What you have to do: Count every line in the entries that follow where the word "SeverityLevel" appears, then state only the total.

Records excerpted from a collection

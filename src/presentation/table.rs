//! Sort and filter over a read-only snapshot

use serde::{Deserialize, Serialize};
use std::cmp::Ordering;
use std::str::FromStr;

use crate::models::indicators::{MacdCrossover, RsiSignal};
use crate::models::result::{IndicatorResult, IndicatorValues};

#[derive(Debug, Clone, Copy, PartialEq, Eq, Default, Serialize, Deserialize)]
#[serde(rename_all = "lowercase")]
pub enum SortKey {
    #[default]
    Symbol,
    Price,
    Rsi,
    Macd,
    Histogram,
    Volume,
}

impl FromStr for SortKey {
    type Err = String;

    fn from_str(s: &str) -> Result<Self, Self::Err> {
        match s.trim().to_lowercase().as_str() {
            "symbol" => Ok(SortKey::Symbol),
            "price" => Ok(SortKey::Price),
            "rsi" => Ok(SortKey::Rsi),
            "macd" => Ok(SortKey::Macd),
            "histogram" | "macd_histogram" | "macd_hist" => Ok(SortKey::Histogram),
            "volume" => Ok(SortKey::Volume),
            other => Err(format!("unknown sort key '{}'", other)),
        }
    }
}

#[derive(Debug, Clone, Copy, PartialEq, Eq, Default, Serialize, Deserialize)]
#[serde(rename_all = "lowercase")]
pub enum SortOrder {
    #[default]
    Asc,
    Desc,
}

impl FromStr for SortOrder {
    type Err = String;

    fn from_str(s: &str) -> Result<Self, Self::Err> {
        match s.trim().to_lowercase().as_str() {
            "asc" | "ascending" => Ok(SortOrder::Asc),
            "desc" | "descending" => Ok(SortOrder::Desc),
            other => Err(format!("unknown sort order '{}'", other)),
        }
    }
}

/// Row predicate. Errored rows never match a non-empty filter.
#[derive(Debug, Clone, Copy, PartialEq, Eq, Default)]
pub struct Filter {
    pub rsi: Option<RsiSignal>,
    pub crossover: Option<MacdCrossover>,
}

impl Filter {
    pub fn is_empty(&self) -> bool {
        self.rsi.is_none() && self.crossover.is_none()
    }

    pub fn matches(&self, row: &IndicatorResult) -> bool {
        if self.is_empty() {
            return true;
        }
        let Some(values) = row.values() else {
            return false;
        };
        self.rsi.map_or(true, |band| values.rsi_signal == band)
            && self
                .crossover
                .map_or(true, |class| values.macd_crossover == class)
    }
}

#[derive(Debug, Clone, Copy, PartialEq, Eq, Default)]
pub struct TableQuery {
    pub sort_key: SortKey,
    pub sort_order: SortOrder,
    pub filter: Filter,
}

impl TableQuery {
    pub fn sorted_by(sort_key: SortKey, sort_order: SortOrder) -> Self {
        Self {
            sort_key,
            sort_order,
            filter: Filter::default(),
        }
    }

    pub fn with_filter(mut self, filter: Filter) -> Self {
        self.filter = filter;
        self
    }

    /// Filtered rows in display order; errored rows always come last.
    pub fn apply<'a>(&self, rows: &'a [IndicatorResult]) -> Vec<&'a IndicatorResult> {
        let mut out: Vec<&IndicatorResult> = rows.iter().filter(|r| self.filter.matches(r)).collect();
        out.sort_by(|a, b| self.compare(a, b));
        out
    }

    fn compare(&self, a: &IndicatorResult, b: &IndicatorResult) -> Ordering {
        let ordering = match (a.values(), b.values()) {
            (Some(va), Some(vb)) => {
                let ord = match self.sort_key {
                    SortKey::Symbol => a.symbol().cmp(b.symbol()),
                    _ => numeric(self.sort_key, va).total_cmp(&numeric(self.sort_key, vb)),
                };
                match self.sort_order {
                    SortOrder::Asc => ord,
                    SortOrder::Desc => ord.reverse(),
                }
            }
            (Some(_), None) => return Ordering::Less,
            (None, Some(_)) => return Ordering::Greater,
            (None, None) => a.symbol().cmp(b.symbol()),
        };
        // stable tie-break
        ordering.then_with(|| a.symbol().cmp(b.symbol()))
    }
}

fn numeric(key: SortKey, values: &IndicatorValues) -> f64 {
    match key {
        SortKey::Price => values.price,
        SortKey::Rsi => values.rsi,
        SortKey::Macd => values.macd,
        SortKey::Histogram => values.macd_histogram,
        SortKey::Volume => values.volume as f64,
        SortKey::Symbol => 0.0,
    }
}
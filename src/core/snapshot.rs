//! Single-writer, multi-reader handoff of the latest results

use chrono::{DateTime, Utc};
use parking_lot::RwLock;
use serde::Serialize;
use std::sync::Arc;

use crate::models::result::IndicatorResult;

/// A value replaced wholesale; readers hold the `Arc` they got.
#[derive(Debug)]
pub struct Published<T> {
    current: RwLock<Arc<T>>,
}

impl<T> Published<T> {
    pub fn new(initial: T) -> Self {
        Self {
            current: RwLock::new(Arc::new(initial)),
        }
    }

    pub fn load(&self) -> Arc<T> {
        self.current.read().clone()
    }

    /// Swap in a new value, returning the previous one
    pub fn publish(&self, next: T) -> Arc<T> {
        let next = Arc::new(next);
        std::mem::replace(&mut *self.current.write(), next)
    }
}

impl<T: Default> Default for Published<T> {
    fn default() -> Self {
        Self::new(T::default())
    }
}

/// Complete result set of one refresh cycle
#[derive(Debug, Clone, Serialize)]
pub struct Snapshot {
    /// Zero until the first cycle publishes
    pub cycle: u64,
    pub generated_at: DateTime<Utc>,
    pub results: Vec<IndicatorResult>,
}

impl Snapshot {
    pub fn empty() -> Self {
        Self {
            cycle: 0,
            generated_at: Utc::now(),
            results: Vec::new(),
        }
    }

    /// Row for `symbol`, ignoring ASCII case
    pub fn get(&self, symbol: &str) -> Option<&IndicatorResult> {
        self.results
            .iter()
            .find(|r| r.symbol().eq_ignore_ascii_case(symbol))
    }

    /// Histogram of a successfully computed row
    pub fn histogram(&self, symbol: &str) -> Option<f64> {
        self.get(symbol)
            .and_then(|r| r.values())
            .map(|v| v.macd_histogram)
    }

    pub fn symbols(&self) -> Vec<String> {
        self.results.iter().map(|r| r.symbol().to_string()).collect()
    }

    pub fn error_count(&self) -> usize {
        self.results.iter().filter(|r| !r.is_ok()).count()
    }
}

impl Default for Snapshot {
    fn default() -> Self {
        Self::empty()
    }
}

---

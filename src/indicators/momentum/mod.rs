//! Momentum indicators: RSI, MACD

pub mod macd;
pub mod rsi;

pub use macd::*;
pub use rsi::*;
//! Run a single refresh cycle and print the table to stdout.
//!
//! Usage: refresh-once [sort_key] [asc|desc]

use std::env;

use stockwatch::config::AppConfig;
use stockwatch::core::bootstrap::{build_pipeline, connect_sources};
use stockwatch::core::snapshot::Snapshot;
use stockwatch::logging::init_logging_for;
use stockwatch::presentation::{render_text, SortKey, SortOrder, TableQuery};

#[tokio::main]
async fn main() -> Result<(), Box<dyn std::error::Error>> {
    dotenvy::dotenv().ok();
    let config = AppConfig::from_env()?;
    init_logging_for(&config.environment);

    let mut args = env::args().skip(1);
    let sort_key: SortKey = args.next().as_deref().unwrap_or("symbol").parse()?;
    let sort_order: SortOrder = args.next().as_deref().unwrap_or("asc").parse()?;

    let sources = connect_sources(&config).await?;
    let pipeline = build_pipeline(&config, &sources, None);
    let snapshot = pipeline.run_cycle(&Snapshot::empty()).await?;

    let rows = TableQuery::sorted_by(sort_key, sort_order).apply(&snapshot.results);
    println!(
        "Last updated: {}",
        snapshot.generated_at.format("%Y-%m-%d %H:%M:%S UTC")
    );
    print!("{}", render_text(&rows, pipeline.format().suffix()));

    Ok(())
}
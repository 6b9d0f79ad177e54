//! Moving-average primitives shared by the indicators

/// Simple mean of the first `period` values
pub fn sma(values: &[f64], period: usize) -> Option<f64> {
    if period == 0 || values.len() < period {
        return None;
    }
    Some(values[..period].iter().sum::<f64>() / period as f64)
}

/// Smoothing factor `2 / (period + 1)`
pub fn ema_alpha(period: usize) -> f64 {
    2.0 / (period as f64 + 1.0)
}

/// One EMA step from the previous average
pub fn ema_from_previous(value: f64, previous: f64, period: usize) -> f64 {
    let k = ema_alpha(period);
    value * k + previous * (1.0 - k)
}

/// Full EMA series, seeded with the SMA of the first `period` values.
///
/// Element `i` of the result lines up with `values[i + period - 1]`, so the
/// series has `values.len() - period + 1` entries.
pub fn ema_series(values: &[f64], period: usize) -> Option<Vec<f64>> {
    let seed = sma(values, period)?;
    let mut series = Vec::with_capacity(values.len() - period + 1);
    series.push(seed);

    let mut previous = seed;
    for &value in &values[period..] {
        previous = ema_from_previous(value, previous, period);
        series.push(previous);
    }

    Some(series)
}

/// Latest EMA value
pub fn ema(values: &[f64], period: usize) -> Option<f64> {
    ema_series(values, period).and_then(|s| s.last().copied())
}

...

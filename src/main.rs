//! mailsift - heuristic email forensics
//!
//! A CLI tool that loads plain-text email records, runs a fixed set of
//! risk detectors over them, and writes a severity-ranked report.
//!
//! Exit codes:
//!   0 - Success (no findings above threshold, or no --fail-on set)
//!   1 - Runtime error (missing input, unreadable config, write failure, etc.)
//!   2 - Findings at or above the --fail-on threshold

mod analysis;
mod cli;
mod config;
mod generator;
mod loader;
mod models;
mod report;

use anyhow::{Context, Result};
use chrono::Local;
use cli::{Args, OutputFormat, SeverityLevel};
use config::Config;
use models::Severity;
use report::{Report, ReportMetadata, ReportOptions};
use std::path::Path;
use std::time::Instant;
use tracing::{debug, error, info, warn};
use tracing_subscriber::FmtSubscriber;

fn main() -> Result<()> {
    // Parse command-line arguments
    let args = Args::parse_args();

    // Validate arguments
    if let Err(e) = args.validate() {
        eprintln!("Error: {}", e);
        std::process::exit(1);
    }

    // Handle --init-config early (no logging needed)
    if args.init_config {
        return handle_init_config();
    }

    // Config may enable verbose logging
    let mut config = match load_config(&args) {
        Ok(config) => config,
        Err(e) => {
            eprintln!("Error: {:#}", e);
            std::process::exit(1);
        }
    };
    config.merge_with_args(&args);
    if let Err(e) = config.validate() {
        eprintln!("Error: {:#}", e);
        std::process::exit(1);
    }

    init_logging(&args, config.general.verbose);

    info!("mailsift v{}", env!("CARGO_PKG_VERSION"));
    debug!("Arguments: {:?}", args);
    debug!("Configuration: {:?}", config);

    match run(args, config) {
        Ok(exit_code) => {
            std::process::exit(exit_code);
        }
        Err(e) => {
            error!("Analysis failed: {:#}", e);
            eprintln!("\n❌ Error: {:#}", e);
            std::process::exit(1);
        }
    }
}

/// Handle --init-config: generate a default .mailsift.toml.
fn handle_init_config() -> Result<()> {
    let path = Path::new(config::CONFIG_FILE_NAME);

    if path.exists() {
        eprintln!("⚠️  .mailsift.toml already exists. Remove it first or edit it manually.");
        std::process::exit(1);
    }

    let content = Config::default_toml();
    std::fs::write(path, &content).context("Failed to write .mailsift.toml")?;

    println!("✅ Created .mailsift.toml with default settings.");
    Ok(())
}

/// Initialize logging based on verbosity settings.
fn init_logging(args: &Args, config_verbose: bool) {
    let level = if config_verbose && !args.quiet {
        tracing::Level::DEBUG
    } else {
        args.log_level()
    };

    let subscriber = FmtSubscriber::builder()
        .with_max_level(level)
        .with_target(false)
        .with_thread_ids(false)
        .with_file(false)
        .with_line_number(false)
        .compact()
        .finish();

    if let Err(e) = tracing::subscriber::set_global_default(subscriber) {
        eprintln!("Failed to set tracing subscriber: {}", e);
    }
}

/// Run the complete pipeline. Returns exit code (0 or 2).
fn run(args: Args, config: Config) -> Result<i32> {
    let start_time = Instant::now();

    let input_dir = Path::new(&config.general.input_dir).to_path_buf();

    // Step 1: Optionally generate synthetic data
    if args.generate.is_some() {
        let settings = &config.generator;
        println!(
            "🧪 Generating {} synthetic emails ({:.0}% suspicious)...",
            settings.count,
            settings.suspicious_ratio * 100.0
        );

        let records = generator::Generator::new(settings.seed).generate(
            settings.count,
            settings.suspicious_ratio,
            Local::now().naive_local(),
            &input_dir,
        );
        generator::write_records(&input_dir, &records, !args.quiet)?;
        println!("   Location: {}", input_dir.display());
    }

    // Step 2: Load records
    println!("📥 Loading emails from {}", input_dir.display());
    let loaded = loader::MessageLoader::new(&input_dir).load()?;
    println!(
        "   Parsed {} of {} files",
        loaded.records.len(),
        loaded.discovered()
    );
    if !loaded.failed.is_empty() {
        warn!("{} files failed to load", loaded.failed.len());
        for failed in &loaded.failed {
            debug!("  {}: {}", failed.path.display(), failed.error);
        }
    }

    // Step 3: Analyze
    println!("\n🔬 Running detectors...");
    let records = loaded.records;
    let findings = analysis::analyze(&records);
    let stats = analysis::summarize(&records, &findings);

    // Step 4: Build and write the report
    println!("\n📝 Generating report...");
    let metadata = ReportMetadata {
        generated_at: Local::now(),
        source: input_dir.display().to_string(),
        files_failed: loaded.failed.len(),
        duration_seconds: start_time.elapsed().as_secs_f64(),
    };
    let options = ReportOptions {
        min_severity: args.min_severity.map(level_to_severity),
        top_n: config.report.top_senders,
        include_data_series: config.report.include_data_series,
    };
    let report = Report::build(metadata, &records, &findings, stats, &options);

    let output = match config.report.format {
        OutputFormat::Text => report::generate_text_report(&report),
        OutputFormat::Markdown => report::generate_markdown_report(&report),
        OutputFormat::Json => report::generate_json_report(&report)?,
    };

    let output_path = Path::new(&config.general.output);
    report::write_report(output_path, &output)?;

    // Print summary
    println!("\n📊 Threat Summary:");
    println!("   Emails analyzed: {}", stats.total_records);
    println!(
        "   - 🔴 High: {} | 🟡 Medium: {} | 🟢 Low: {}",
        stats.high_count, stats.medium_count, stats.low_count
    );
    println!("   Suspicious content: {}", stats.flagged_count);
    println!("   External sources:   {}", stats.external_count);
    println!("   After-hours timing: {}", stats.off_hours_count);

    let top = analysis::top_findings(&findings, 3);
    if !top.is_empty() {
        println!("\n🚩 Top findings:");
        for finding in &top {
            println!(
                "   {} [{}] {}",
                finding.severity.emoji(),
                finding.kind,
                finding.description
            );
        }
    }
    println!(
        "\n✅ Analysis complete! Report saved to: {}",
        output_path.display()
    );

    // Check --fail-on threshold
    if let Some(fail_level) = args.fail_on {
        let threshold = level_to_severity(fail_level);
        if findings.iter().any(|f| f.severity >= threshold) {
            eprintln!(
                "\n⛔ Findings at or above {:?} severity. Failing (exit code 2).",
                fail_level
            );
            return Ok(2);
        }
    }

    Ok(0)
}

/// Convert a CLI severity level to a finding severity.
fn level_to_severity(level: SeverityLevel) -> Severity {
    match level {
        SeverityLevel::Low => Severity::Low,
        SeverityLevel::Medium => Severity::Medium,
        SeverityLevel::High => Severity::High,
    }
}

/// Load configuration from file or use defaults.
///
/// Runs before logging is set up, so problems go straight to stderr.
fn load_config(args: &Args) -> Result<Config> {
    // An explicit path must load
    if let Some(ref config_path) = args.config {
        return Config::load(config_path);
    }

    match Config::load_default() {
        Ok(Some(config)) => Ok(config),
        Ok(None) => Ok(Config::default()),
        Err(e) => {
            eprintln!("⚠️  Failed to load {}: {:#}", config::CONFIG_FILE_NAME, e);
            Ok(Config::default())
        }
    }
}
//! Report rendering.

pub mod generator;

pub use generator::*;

Reply: 5